Waiting to conduct the service were David Cunningham, the Bishop of Aberdeen, David Lindsay, Minister of Leith; Patrick Galloway, a minister in the royal household and moderator of the General Assembly; Andrew Melville, who had recently criticised the queen for her lack of piety, and John Duncanson. A hundred younkers guarded the chapel door.

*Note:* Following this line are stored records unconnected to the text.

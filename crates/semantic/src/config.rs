use serde::{Deserialize, Serialize};
use std::path::PathBuf;

use crate::SemanticError;

/// Runtime configuration for every embedding provider.
///
/// The local fields describe the bundled ONNX model; the `api_*` fields an
/// OpenAI-compatible embeddings endpoint; the `local_server_*` fields an
/// Ollama-style server on the same machine.
///
/// # Example
/// ```
/// use semantic::SemanticConfig;
/// use std::path::PathBuf;
///
/// let cfg = SemanticConfig {
///     model_path: PathBuf::from("models/bge-large-en-v1.5/model.onnx"),
///     local_dimension: 1024,
///     ..Default::default()
/// };
/// assert!(cfg.validate().is_ok());
/// ```
#[derive(Debug, Clone, Serialize, Deserialize, PartialEq)]
#[serde(default)]
pub struct SemanticConfig {
    /// Friendly label surfaced on every `SemanticEmbedding` produced locally.
    pub model_name: String,
    /// ONNX weights of the bundled model. Required for local embedding.
    pub model_path: PathBuf,
    /// `tokenizer.json` next to the model. Optional.
    pub tokenizer_path: Option<PathBuf>,
    /// One-token-per-line vocabulary used when no `tokenizer.json` exists.
    pub vocab_path: Option<PathBuf>,
    /// Tokens per input, boundary markers included.
    pub max_sequence_length: usize,
    /// Output width of the bundled model.
    pub local_dimension: usize,
    /// Normalize local vectors to unit length.
    pub normalize: bool,

    pub api_url: String,
    pub api_model: String,
    /// Output widths the remote model can produce, most preferred first.
    pub api_dimensions: Vec<usize>,
    pub api_timeout_secs: u64,

    pub local_server_url: String,
    pub local_server_model: String,
    /// Output width of the local server's embedding model, when it has
    /// collections of its own.
    pub local_server_dimension: Option<usize>,
    pub local_server_timeout_secs: u64,
}

impl Default for SemanticConfig {
    fn default() -> Self {
        Self {
            model_name: "all-MiniLM-L6-v2".into(),
            model_path: PathBuf::from("./models/all-MiniLM-L6-v2/model.onnx"),
            tokenizer_path: Some(PathBuf::from("./models/all-MiniLM-L6-v2/tokenizer.json")),
            vocab_path: Some(PathBuf::from("./models/all-MiniLM-L6-v2/vocab.txt")),
            max_sequence_length: 128,
            local_dimension: 384,
            normalize: true,
            api_url: "https://api.openai.com/v1".into(),
            api_model: "text-embedding-3-large".into(),
            api_dimensions: vec![3072, 1536],
            api_timeout_secs: 30,
            local_server_url: "http://localhost:11434/v1".into(),
            local_server_model: "nomic-embed-text".into(),
            local_server_dimension: None,
            local_server_timeout_secs: 60,
        }
    }
}

impl SemanticConfig {
    pub fn validate(&self) -> Result<(), SemanticError> {
        if self.max_sequence_length < 2 {
            return Err(SemanticError::InvalidConfig(
                "max_sequence_length must leave room for the boundary markers".into(),
            ));
        }
        if self.local_dimension == 0 {
            return Err(SemanticError::InvalidConfig(
                "local_dimension must be > 0".into(),
            ));
        }
        if self.api_dimensions.iter().any(|&d| d == 0) {
            return Err(SemanticError::InvalidConfig(
                "api_dimensions must not contain 0".into(),
            ));
        }
        if self.local_server_dimension == Some(0) {
            return Err(SemanticError::InvalidConfig(
                "local_server_dimension must be > 0".into(),
            ));
        }
        if self.api_timeout_secs == 0 || self.local_server_timeout_secs == 0 {
            return Err(SemanticError::InvalidConfig(
                "provider timeouts must be at least one second".into(),
            ));
        }
        Ok(())
    }

    /// Whether the bundled model's weights are on disk.
    pub fn has_local_model(&self) -> bool {
        self.model_path.is_file()
    }
}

A fanfare sounded announcing the king, who sent for his son. The Earl of Sussex walked in carrying the infant Henry beneath the prince’s red velvet canopy of state, just like the canopies that hung over saints in religious parades in towns throughout Catholic Europe. The godly ministers bridled. Such ceremonial flummery had been banished from Christian worship in the Protestant revolution, but here the canopy hinted at the shifting iconography of the sacred, from church and saints to monarchy, as if the king replaced God as an object of worship and his power was as sacred as it was secular. For them, authority rested in the Bible alone, the Word of God. It was unassailable by a mere mortal, even a king.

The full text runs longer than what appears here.